_Task directions_
Using the data below, count the lines where "NotFound" appears, and answer with the number alone.

_Saved data entries_

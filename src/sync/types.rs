//! Types for CSV import/export.

use std::fmt;
use std::path::PathBuf;
use std::str::FromStr;

use serde::{Deserialize, Serialize};

use crate::error::Error;

/// Column order of the CSV interchange format.
pub const CSV_HEADER: [&str; 4] = ["id", "name", "age", "full-time"];

/// Reconciliation policy for a CSV import.
#[derive(Debug, Clone, Copy, Default, PartialEq, Eq, Serialize)]
#[serde(rename_all = "snake_case")]
pub enum ImportMode {
    /// Append rows to the existing roster, reassigning colliding ids.
    #[default]
    Merge,
    /// Discard the roster and rebuild it from the CSV, sorted by id.
    Replace,
}

impl fmt::Display for ImportMode {
    fn fmt(&self, f: &mut fmt::Formatter<'_>) -> fmt::Result {
        match self {
            Self::Merge => write!(f, "merge"),
            Self::Replace => write!(f, "replace"),
        }
    }
}

impl FromStr for ImportMode {
    type Err = Error;

    fn from_str(s: &str) -> Result<Self, Self::Err> {
        match s.trim().to_lowercase().as_str() {
            "" | "m" | "merge" => Ok(Self::Merge),
            "r" | "replace" => Ok(Self::Replace),
            other => Err(Error::InvalidArgument(format!("unknown import mode: {other}"))),
        }
    }
}

/// A field value that was either read from input or substituted.
///
/// Both variants carry the value that is used; the distinction only lets
/// callers report what was coerced.
#[derive(Debug, Clone, Copy, PartialEq, Eq)]
pub enum Coerced<T> {
    /// Taken from the input as-is.
    Parsed(T),
    /// Input was missing, unparseable, or conflicting; a default was used.
    Defaulted(T),
}

impl<T> Coerced<T> {
    /// The value to use, regardless of origin.
    pub fn into_inner(self) -> T {
        match self {
            Self::Parsed(v) | Self::Defaulted(v) => v,
        }
    }

    /// Borrow the value.
    pub const fn value(&self) -> &T {
        match self {
            Self::Parsed(v) | Self::Defaulted(v) => v,
        }
    }

    #[must_use]
    pub const fn is_defaulted(&self) -> bool {
        matches!(self, Self::Defaulted(_))
    }
}

/// One CSV data row, as text. Missing columns deserialize as `None`.
#[derive(Debug, Clone, Default, PartialEq, Eq, Deserialize)]
#[serde(default)]
pub struct CsvRow {
    pub id: Option<String>,
    pub name: Option<String>,
    pub age: Option<String>,
    #[serde(rename = "full-time")]
    pub full_time: Option<String>,
}

impl CsvRow {
    /// Build a row from string slices (mostly for tests).
    #[must_use]
    pub fn new(id: &str, name: &str, age: &str, full_time: &str) -> Self {
        Self {
            id: Some(id.to_string()),
            name: Some(name.to_string()),
            age: Some(age.to_string()),
            full_time: Some(full_time.to_string()),
        }
    }
}

/// Statistics for an import operation.
#[derive(Debug, Clone, Default, PartialEq, Eq, Serialize)]
pub struct ImportStats {
    /// Mode the import ran in.
    pub mode: ImportMode,
    /// Rows turned into students.
    pub imported: usize,
    /// Rows whose id was missing, invalid, or already taken.
    pub ids_reassigned: usize,
    /// Rows whose name was blank and got a placeholder.
    pub names_generated: usize,
    /// Rows whose age could not be parsed and became 0.
    pub ages_defaulted: usize,
    /// Students in the roster after the import.
    pub total: usize,
}

impl ImportStats {
    #[must_use]
    pub fn new(mode: ImportMode) -> Self {
        Self {
            mode,
            ..Self::default()
        }
    }

    /// Number of individual field coercions.
    #[must_use]
    pub fn coercions(&self) -> usize {
        self.ids_reassigned + self.names_generated + self.ages_defaulted
    }
}

/// Result of an import request.
///
/// Only I/O and CSV syntax problems are errors; a missing or empty CSV is
/// an ordinary outcome that imports nothing.
#[derive(Debug, Clone, PartialEq, Eq)]
pub enum ImportOutcome {
    /// Rows were applied and the roster saved.
    Imported(ImportStats),
    /// The CSV path does not exist. Nothing changed.
    NotFound(PathBuf),
    /// The CSV has no data rows. Nothing changed.
    Empty(PathBuf),
}

impl ImportOutcome {
    /// Number of records imported (0 unless `Imported`).
    #[must_use]
    pub fn count(&self) -> usize {
        match self {
            Self::Imported(stats) => stats.imported,
            Self::NotFound(_) | Self::Empty(_) => 0,
        }
    }

    /// Statistics, if anything was imported.
    #[must_use]
    pub fn stats(&self) -> Option<&ImportStats> {
        match self {
            Self::Imported(stats) => Some(stats),
            Self::NotFound(_) | Self::Empty(_) => None,
        }
    }
}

_Written solution_
3